WHAT YOU ARE ASKED TO DO
The count of lines with the string "seeded" in the material is all that should be returned.
#### LISTED RECORDS
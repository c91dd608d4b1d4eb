//! Construction of the random number generator of a run.
//!
//! A run consumes a single stream of random numbers, in order. Given a seed the
//! stream, and therefore the whole run, is reproducible on every platform.

use rand::SeedableRng;
use rand_xoshiro::Xoshiro256PlusPlus;
use tracing::info;

/// Rng used by the binary.
pub type RunRng = Xoshiro256PlusPlus;

/// Rng seeded from `seed`.
///
/// # Example
/// ```
/// use holstein_diagmc::rng::rng_from_seed;
/// use rand::Rng;
///
/// let mut rng_1 = rng_from_seed(1);
/// let mut rng_2 = rng_from_seed(1);
/// assert_eq!(rng_1.gen::<u64>(), rng_2.gen::<u64>());
/// ```
pub fn rng_from_seed(seed: u64) -> RunRng {
    Xoshiro256PlusPlus::seed_from_u64(seed)
}

/// Rng seeded from the entropy of the system.
pub fn rng_from_entropy() -> RunRng {
    Xoshiro256PlusPlus::from_entropy()
}

/// Rng seeded from `seed` if given, from the entropy of the system otherwise.
pub fn rng_from_optional_seed(seed: Option<u64>) -> RunRng {
    match seed {
        Some(seed) => {
            info!(seed, "rng seeded");
            rng_from_seed(seed)
        }
        None => {
            info!("rng seeded from entropy");
            rng_from_entropy()
        }
    }
}

#[cfg(test)]
mod test {
    use rand::Rng;

    use super::*;

    #[test]
    fn same_seed_same_stream() {
        let mut rng_1 = rng_from_optional_seed(Some(42));
        let mut rng_2 = rng_from_seed(42);
        for _ in 0..100_u32 {
            assert_eq!(rng_1.gen::<f64>(), rng_2.gen::<f64>());
        }
        let mut rng_3 = rng_from_seed(43);
        assert_ne!(rng_from_seed(42).gen::<u64>(), rng_3.gen::<u64>());
    }
}
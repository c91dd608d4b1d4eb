//! Module for tests of whole runs.

use std::error::Error;

use approx::*;
use rand::{rngs::StdRng, SeedableRng};

use super::{
    config::*,
    diagram::Diagram,
    model::ModelParameters,
    output::*,
    plot::*,
    rng::*,
    simulation::*,
    statistics::*,
};

const SEED_RNG: u64 = 0x45_78_93_f4_4a_b0_67_f0;

/// Thermalize then produce `number_of_steps` steps and reduce the result.
fn simulate<Rng: rand::Rng>(
    parameters: ModelParameters,
    rng: Rng,
    number_of_burn_steps: usize,
    number_of_steps: usize,
) -> Result<(RunStatistics, Estimates), Box<dyn Error>> {
    let mut mc = DiagrammaticMonteCarlo::new(parameters, rng);
    let diagram = run_thermalization(
        Diagram::new(parameters.time()),
        &mut mc,
        number_of_burn_steps,
    )?;
    let (_, statistics) =
        run_production(diagram, &mut mc, number_of_steps, parameters.frequency())?;
    let estimates = Estimates::from_statistics(&statistics, &parameters)?;
    Ok((statistics, estimates))
}

#[test]
/// G = 0.3, OMEGA = 1, TIME = 50 with the seed 1 reproduces the ground state
/// energy and the phonon cloud of the polaron.
fn convergence() -> Result<(), Box<dyn Error>> {
    let parameters = ModelParameters::new(0.3_f64, 1_f64, 50_f64)?;
    let (_, estimates) = simulate(parameters, rng_from_seed(1), 5_000, 150_000)?;

    assert_relative_eq!(estimates.energy(), -0.09_f64, max_relative = 0.1_f64);
    assert_relative_eq!(
        estimates.phonons_per_unit_time(),
        0.09_f64,
        max_relative = 0.1_f64
    );
    assert_relative_eq!(
        estimates.phonon_number(),
        parameters.exact_mean_line_number(),
        max_relative = 0.1_f64
    );
    Ok(())
}

#[test]
/// With a zero coupling no phonon is ever inserted.
fn zero_coupling() -> Result<(), Box<dyn Error>> {
    let parameters = ModelParameters::new(0_f64, 1_f64, 50_f64)?;
    let (statistics, estimates) =
        simulate(parameters, StdRng::seed_from_u64(SEED_RNG), 100, 10_000)?;
    assert!(statistics.order_sequence().iter().all(|order| *order == 0));
    assert_eq!(estimates.energy(), 0_f64);
    assert_eq!(estimates.phonon_number(), 0_f64);
    Ok(())
}

#[test]
/// The sampled phonon number follows the exact Poisson distribution of the one
/// site model at finite propagation time.
fn poisson_distribution() -> Result<(), Box<dyn Error>> {
    let parameters = ModelParameters::new(1_f64, 1_f64, 3_f64)?;
    let (statistics, estimates) =
        simulate(parameters, StdRng::seed_from_u64(SEED_RNG), 1_000, 300_000)?;
    let exact_mean = parameters.exact_mean_line_number();
    assert_relative_eq!(estimates.phonon_number(), exact_mean, max_relative = 0.05_f64);
    assert_relative_eq!(
        estimates.energy(),
        parameters.exact_energy_estimator(),
        max_relative = 0.05_f64
    );

    let histogram = PhononHistogram::from_orders(statistics.order_sequence());
    for (n, frequency) in histogram.frequencies().iter().enumerate().take(4) {
        assert_relative_eq!(
            *frequency,
            poisson_pmf(n, exact_mean),
            max_relative = 0.1_f64
        );
    }
    let fitted = histogram.fit_poisson().unwrap();
    assert_relative_eq!(fitted, exact_mean, max_relative = 0.05_f64);
    Ok(())
}

#[test]
/// Two runs with the same seed are bit identical.
fn reproducibility() -> Result<(), Box<dyn Error>> {
    let parameters = ModelParameters::new(0.5_f64, 1_f64, 10_f64)?;
    let (statistics_1, _) = simulate(parameters, rng_from_seed(7), 500, 5_000)?;
    let (statistics_2, _) = simulate(parameters, rng_from_seed(7), 500, 5_000)?;
    assert_eq!(statistics_1.order_sequence(), statistics_2.order_sequence());
    let bits = |statistics: &RunStatistics| {
        statistics
            .energy_sequence()
            .iter()
            .map(|energy| energy.to_bits())
            .collect::<Vec<u64>>()
    };
    assert_eq!(bits(&statistics_1), bits(&statistics_2));

    let (statistics_3, _) = simulate(parameters, rng_from_seed(8), 500, 5_000)?;
    assert_ne!(statistics_1.order_sequence(), statistics_3.order_sequence());
    Ok(())
}

#[test]
/// The order is twice the number of phonons after every step and every phonon
/// stays inside the propagation time.
fn invariant_every_step() -> Result<(), Box<dyn Error>> {
    let parameters = ModelParameters::new(0.8_f64, 0.5_f64, 7_f64)?;
    let mut mc = DiagrammaticMonteCarlo::new(parameters, StdRng::seed_from_u64(SEED_RNG));
    let mut steps = 0_usize;
    let check = |diagram: &Diagram| {
        assert_eq!(diagram.order(), 2 * diagram.phonon_list().len());
        for phonon in diagram.phonon_list() {
            assert!(0_f64 <= phonon.t_start());
            assert!(phonon.t_start() < phonon.t_end());
            assert!(phonon.t_end() <= diagram.total_time());
        }
    };
    let diagram = run_thermalization_with(
        Diagram::new(parameters.time()),
        &mut mc,
        2_000,
        |diagram| {
            check(diagram);
            steps += 1;
        },
    )?;
    let (_, statistics) = run_production_with(
        diagram,
        &mut mc,
        20_000,
        parameters.frequency(),
        |diagram| {
            check(diagram);
            steps += 1;
        },
    )?;
    assert_eq!(steps, 22_000);
    assert_eq!(statistics.len(), 20_000);
    assert!(mc.acceptance_rate_insert().unwrap() > 0_f64);
    assert!(mc.acceptance_rate_remove().unwrap() > 0_f64);
    Ok(())
}

#[test]
/// From a configuration to the data record and the plot.
fn full_run() -> Result<(), Box<dyn Error>> {
    let dir = tempfile::tempdir()?;
    let root = dir.path().display().to_string();
    let config = Config::new(
        Settings::new(2_000, 200, 1_f64, 0.3_f64, 5_f64, true),
        SeedSettings::new(Some(SEED_RNG)),
        PlotPaths::new(
            format!("{}/plots", root),
            format!("{}/plots/phonons_g{{G}}_omega{{OMEGA}}_time{{TIME}}.svg", root),
        ),
        DataPaths::new(
            format!("{}/data", root),
            format!("{}/data/energy_phonons.txt", root),
            true,
        ),
    );
    config.validate()?;
    config.ensure_storage_directories_exist()?;
    let settings = *config.settings();
    let parameters = config.model_parameters()?;

    let (statistics, estimates) = simulate(
        parameters,
        rng_from_optional_seed(config.seed()),
        settings.number_of_burn_steps(),
        settings.number_of_steps(),
    )?;
    let histogram = PhononHistogram::from_orders(statistics.order_sequence());
    DataRecord::new(&settings, &estimates)
        .write_to_file(config.data_file_path(), config.path_data().append())?;
    plot_phonon_histogram(
        config.phonon_plot_path(),
        &histogram,
        &settings,
        &estimates,
        histogram.fit_poisson(),
    )?;
    assert!(!render_text_histogram(&histogram, 40).is_empty());

    assert!(dir.path().join("plots/phonons_g0.3_omega1_time5.svg").is_file());
    let record = std::fs::read_to_string(dir.path().join("data/energy_phonons.txt"))?;
    let lines = record.lines().collect::<Vec<_>>();
    assert_eq!(lines.len(), 2);
    assert_eq!(lines[0], DATA_RECORD_HEADER);
    assert!(lines[1].starts_with("0.3 1 5 200 2000 "));
    Ok(())
}

#[test]
fn test_readme_deps() {
    version_sync::assert_markdown_deps_updated!("README.md");
}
########
ANSWER SPACE
5